(Stored items)
=-=-=-=-=
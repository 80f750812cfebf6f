//! Tests for infrastructure provisioning.

#[cfg(test)]
mod tests {
    use crate::clients::{
        CloudResource, InstanceType, MockCloudApi, NodePoolSpec, NodePoolState,
    };
    use crate::config::{DeployConfig, WaitSettings};
    use crate::context::{InfrastructureHandle, RunContext};
    use crate::errors::{CloudError, DeployError, ResourceKind};
    use crate::polling::PollOutcome;
    use crate::provision::InfrastructureProvisioner;
    use crate::testing::{sample_config, FakeCloud, FakeKube};
    use crate::tools::{ExecEnv, KubeAccess};
    use mockall::Sequence;
    use pretty_assertions::assert_eq;
    use tempfile::TempDir;

    fn setup() -> (TempDir, DeployConfig, RunContext) {
        let dir = TempDir::new().unwrap();
        let config = sample_config(dir.path());
        let ctx = RunContext::new(&config);
        ctx.create_run_dir().unwrap();
        (dir, config, ctx)
    }

    fn locked(id: &str) -> CloudError {
        CloudError::Locked {
            kind: ResourceKind::NodePool,
            id: id.to_string(),
            message: "operation in progress".to_string(),
        }
    }

    #[tokio::test(start_paused = true)]
    async fn test_provision_records_every_resource() {
        let (_dir, config, ctx) = setup();
        let cloud = FakeCloud::new();
        let provisioner = InfrastructureProvisioner::new(&cloud, &config, &ctx);
        let mut handle = InfrastructureHandle::new(ctx.zone());

        let summary = provisioner.provision(&mut handle).await.unwrap();

        assert_eq!(summary.instance_type_id, "it-standard-medium");
        assert_eq!(summary.kubernetes_version, "1.31.2");
        assert!(summary.attach.attached);
        assert!(!summary.is_degraded());
        assert!(summary.warnings.is_empty());

        assert!(handle.security_group_id().is_some());
        assert!(handle.cluster_id().is_some());
        let pool = handle.node_pool.as_ref().unwrap();
        assert!(pool.security_group_attached);
        assert_eq!(pool.name, "acme-web-workers");
        assert_eq!(pool.size, 2);
        assert_eq!(handle.kubeconfig(), Some(ctx.kubeconfig_path().as_path()));
        assert_eq!(cloud.existing().len(), 3);

        let specs = cloud.cluster_specs();
        assert_eq!(specs[0].cni, "calico");
        assert_eq!(specs[0].level, "pro");
    }

    #[tokio::test(start_paused = true)]
    async fn test_quota_failure_keeps_security_group_id() {
        let (_dir, config, ctx) = setup();
        let cloud = FakeCloud::new();
        cloud.fail_next(
            "create_cluster",
            CloudError::QuotaExceeded("sks clusters".to_string()),
        );
        let provisioner = InfrastructureProvisioner::new(&cloud, &config, &ctx);
        let mut handle = InfrastructureHandle::new(ctx.zone());

        let err = provisioner.provision(&mut handle).await.unwrap_err();

        assert!(matches!(err, DeployError::Cloud(CloudError::QuotaExceeded(_))));
        assert!(handle.security_group_id().is_some());
        assert!(handle.cluster_id().is_none());
        assert!(handle.node_pool.is_none());
        assert!(handle.has_resources());
    }

    #[tokio::test(start_paused = true)]
    async fn test_name_conflict_is_distinct() {
        let (_dir, config, ctx) = setup();
        let cloud = FakeCloud::new();
        cloud.fail_next(
            "create_security_group",
            CloudError::NameConflict {
                kind: ResourceKind::SecurityGroup,
                name: ctx.names().security_group.clone(),
            },
        );
        let provisioner = InfrastructureProvisioner::new(&cloud, &config, &ctx);
        let mut handle = InfrastructureHandle::new(ctx.zone());

        let err = provisioner.provision(&mut handle).await.unwrap_err();

        assert!(matches!(err, DeployError::Cloud(CloudError::NameConflict { .. })));
        assert!(!handle.has_resources());
    }

    #[tokio::test(start_paused = true)]
    async fn test_pool_error_state_is_fatal() {
        let (_dir, config, ctx) = setup();
        let cloud = FakeCloud::new();
        cloud.script_pool_states(vec![NodePoolState::Creating, NodePoolState::Error]);
        let provisioner = InfrastructureProvisioner::new(&cloud, &config, &ctx);
        let mut handle = InfrastructureHandle::new(ctx.zone());

        let err = provisioner.provision(&mut handle).await.unwrap_err();

        assert!(matches!(err, DeployError::FatalStage { .. }));
        assert!(handle.node_pool_id().is_some());
        assert!(cloud.calls_of("attach_security_group").is_empty());
        assert_eq!(cloud.calls_of("node_pool_state").len(), 2);
    }

    #[tokio::test(start_paused = true)]
    async fn test_pool_deadline_names_last_state() {
        let (_dir, mut config, ctx) = setup();
        config.timeouts.pool_running = WaitSettings::new(30, 10);
        let cloud = FakeCloud::new();
        cloud.script_pool_states(vec![NodePoolState::Creating; 10]);
        let provisioner = InfrastructureProvisioner::new(&cloud, &config, &ctx);
        let mut handle = InfrastructureHandle::new(ctx.zone());

        let err = provisioner.provision(&mut handle).await.unwrap_err();

        match err {
            DeployError::DeadlineExceeded { what, waited_secs } => {
                assert!(what.contains("last state: creating"), "{what}");
                assert_eq!(waited_secs, 30);
            }
            other => panic!("expected deadline error, got {other:?}"),
        }
        assert_eq!(handle.resources().len(), 3);
    }

    #[tokio::test(start_paused = true)]
    async fn test_attach_exhaustion_is_degraded() {
        let (_dir, config, ctx) = setup();
        let cloud = FakeCloud::new();
        for _ in 0..config.policy.attach_retry.max_attempts {
            cloud.fail_next("attach_security_group", locked("pool-0003"));
        }
        let provisioner = InfrastructureProvisioner::new(&cloud, &config, &ctx);
        let mut handle = InfrastructureHandle::new(ctx.zone());

        let summary = provisioner.provision(&mut handle).await.unwrap();

        assert!(summary.is_degraded());
        assert!(!summary.attach.attached);
        assert_eq!(summary.attach.retries, 4);
        assert!(summary.attach.error.is_some());
        assert_eq!(summary.warnings.len(), 1);
        assert!(!handle.node_pool.as_ref().unwrap().security_group_attached);
        assert_eq!(cloud.calls_of("attach_security_group").len(), 5);
        assert!(handle.kubeconfig().is_some());
    }

    #[tokio::test(start_paused = true)]
    async fn test_attach_recovers_after_lock() {
        let (_dir, config, ctx) = setup();
        let cloud = FakeCloud::new();
        cloud.fail_next("attach_security_group", locked("pool-0003"));
        let provisioner = InfrastructureProvisioner::new(&cloud, &config, &ctx);
        let mut handle = InfrastructureHandle::new(ctx.zone());

        let summary = provisioner.provision(&mut handle).await.unwrap();

        assert!(summary.attach.attached);
        assert_eq!(summary.attach.retries, 1);
        assert!(handle.node_pool.as_ref().unwrap().security_group_attached);
    }

    #[tokio::test(start_paused = true)]
    async fn test_attach_retries_server_error() {
        let (_dir, config, ctx) = setup();
        let cloud = FakeCloud::new();
        cloud.fail_next("attach_security_group", CloudError::api(Some(500), "internal server error"));
        let provisioner = InfrastructureProvisioner::new(&cloud, &config, &ctx);
        let mut handle = InfrastructureHandle::new(ctx.zone());

        let summary = provisioner.provision(&mut handle).await.unwrap();

        assert!(summary.attach.attached);
        assert_eq!(summary.attach.retries, 1);
        assert!(!summary.is_degraded());
        assert_eq!(cloud.calls_of("attach_security_group").len(), 2);
    }

    #[tokio::test(start_paused = true)]
    async fn test_attach_gives_up_on_missing_pool() {
        let (_dir, config, ctx) = setup();
        let cloud = FakeCloud::new();
        cloud.fail_next(
            "attach_security_group",
            CloudError::NotFound {
                kind: ResourceKind::NodePool,
                id: "pool-0003".to_string(),
            },
        );
        let provisioner = InfrastructureProvisioner::new(&cloud, &config, &ctx);
        let mut handle = InfrastructureHandle::new(ctx.zone());

        let summary = provisioner.provision(&mut handle).await.unwrap();

        assert!(!summary.attach.attached);
        assert_eq!(summary.attach.retries, 0);
        assert!(summary.is_degraded());
        assert_eq!(cloud.calls_of("attach_security_group").len(), 1);
    }

    #[tokio::test(start_paused = true)]
    async fn test_attach_only_after_running_observed() {
        let (_dir, config, ctx) = setup();
        let mut cloud = MockCloudApi::new();
        let mut seq = Sequence::new();

        cloud
            .expect_list_instance_types()
            .times(1)
            .in_sequence(&mut seq)
            .returning(|_| Ok(vec![InstanceType::new("it-1", "standard", "medium")]));
        cloud
            .expect_list_kubernetes_versions()
            .times(1)
            .in_sequence(&mut seq)
            .returning(|_| Ok(vec!["1.31.2".to_string()]));
        cloud
            .expect_create_security_group()
            .times(1)
            .in_sequence(&mut seq)
            .returning(|_, _| Ok("sg-1".to_string()));
        cloud
            .expect_create_cluster()
            .times(1)
            .in_sequence(&mut seq)
            .returning(|_| Ok("c-1".to_string()));
        cloud
            .expect_create_node_pool()
            .withf(|_, cluster_id, spec: &NodePoolSpec| {
                cluster_id == "c-1" && spec.instance_type_id == "it-1" && spec.size == 2
            })
            .times(1)
            .in_sequence(&mut seq)
            .returning(|_, _, _| Ok("p-1".to_string()));
        cloud
            .expect_node_pool_state()
            .times(2)
            .in_sequence(&mut seq)
            .returning(|_, _, _| Ok(NodePoolState::Creating));
        cloud
            .expect_node_pool_state()
            .times(1)
            .in_sequence(&mut seq)
            .returning(|_, _, _| Ok(NodePoolState::Running));
        cloud
            .expect_attach_security_group()
            .withf(|_, cluster_id, pool_id, sg_id| {
                cluster_id == "c-1" && pool_id == "p-1" && sg_id == "sg-1"
            })
            .times(1)
            .in_sequence(&mut seq)
            .returning(|_, _, _, _| Ok(()));
        cloud
            .expect_generate_kubeconfig()
            .times(1)
            .in_sequence(&mut seq)
            .returning(|_, _, _| Ok("apiVersion: v1\nkind: Config\n".to_string()));

        let provisioner = InfrastructureProvisioner::new(&cloud, &config, &ctx);
        let mut handle = InfrastructureHandle::new(ctx.zone());
        let summary = provisioner.provision(&mut handle).await.unwrap();

        assert!(summary.attach.attached);
        assert_eq!(
            handle.resources(),
            vec![
                CloudResource::NodePool {
                    cluster_id: "c-1".to_string(),
                    id: "p-1".to_string()
                },
                CloudResource::Cluster {
                    id: "c-1".to_string()
                },
                CloudResource::SecurityGroup {
                    id: "sg-1".to_string()
                },
            ]
        );
    }

    #[tokio::test]
    async fn test_micro_size_upgraded_to_small() {
        let (_dir, mut config, ctx) = setup();
        config.nodes.size = "Micro".to_string();
        let cloud = FakeCloud::new();
        let provisioner = InfrastructureProvisioner::new(&cloud, &config, &ctx);

        let (id, warnings) = provisioner.resolve_instance_type().await.unwrap();

        assert_eq!(id, "it-standard-small");
        assert_eq!(warnings.len(), 1);
        assert!(warnings[0].contains("micro"));
    }

    #[tokio::test]
    async fn test_unknown_type_falls_back_to_first() {
        let (_dir, mut config, ctx) = setup();
        config.nodes.family = "gpu".to_string();
        let cloud = FakeCloud::new();
        let provisioner = InfrastructureProvisioner::new(&cloud, &config, &ctx);

        let (id, warnings) = provisioner.resolve_instance_type().await.unwrap();

        assert_eq!(id, "it-standard-small");
        assert!(warnings[0].contains("falling back to standard.small"));
    }

    #[tokio::test]
    async fn test_no_instance_types_is_fatal() {
        let (_dir, config, ctx) = setup();
        let cloud = FakeCloud::new().with_instance_types(Vec::new());
        let provisioner = InfrastructureProvisioner::new(&cloud, &config, &ctx);

        let err = provisioner.resolve_instance_type().await.unwrap_err();

        assert!(matches!(err, DeployError::FatalStage { .. }));
    }

    #[tokio::test]
    async fn test_pinned_version_skips_listing() {
        let (_dir, mut config, ctx) = setup();
        config.cluster.kubernetes_version = Some("1.29.9".to_string());
        let mut cloud = MockCloudApi::new();
        cloud.expect_list_kubernetes_versions().never();
        let provisioner = InfrastructureProvisioner::new(&cloud, &config, &ctx);

        let version = provisioner.resolve_kubernetes_version().await.unwrap();

        assert_eq!(version, "1.29.9");
    }

    #[cfg(unix)]
    #[tokio::test]
    async fn test_kubeconfig_is_owner_only() {
        use std::os::unix::fs::PermissionsExt;

        let (_dir, config, ctx) = setup();
        let cloud = FakeCloud::new();
        let provisioner = InfrastructureProvisioner::new(&cloud, &config, &ctx);
        let mut handle = InfrastructureHandle::new(ctx.zone());

        let path = provisioner.fetch_kubeconfig(&mut handle, "c-1").await.unwrap();

        let mode = std::fs::metadata(&path).unwrap().permissions().mode();
        assert_eq!(mode & 0o777, 0o600);
        let contents = std::fs::read_to_string(&path).unwrap();
        assert!(contents.contains("name: admin"));
    }

    #[tokio::test(start_paused = true)]
    async fn test_nodes_ready_partial_times_out() {
        let (_dir, mut config, ctx) = setup();
        config.timeouts.nodes_ready = WaitSettings::new(60, 20);
        let cloud = FakeCloud::new();
        let kube = FakeKube::new();
        kube.set_nodes(1, 1);
        let access = KubeAccess::new(ctx.kubeconfig_path(), ExecEnv::new(&config.search_path));
        let provisioner = InfrastructureProvisioner::new(&cloud, &config, &ctx);

        let outcome = provisioner.wait_for_nodes_ready(&kube, &access, 2).await;

        match outcome {
            PollOutcome::Pending(Some(readiness)) => {
                assert_eq!(readiness.ready, 1);
                assert_eq!(readiness.registered, 2);
            }
            other => panic!("expected pending, got {other:?}"),
        }
    }

    #[tokio::test(start_paused = true)]
    async fn test_nodes_ready_tolerates_unreachable_api() {
        let (_dir, mut config, ctx) = setup();
        config.timeouts.nodes_ready = WaitSettings::new(40, 20);
        let cloud = FakeCloud::new();
        let kube = FakeKube::new();
        kube.set_unreachable(true);
        let access = KubeAccess::new(ctx.kubeconfig_path(), ExecEnv::new(&config.search_path));
        let provisioner = InfrastructureProvisioner::new(&cloud, &config, &ctx);

        let outcome = provisioner.wait_for_nodes_ready(&kube, &access, 2).await;
        assert!(matches!(outcome, PollOutcome::Pending(None)));

        kube.set_unreachable(false);
        kube.set_nodes(2, 0);
        let outcome = provisioner.wait_for_nodes_ready(&kube, &access, 2).await;
        assert!(outcome.is_ready());
    }
}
=-=-=-=-=
Assignment. Wherever "DeployConfig" occurs in the entries above, copy the line it sits on.

Answer section.
    use crate::config::{DeployConfig, WaitSettings};
    fn setup() -> (TempDir, DeployConfig, RunContext) {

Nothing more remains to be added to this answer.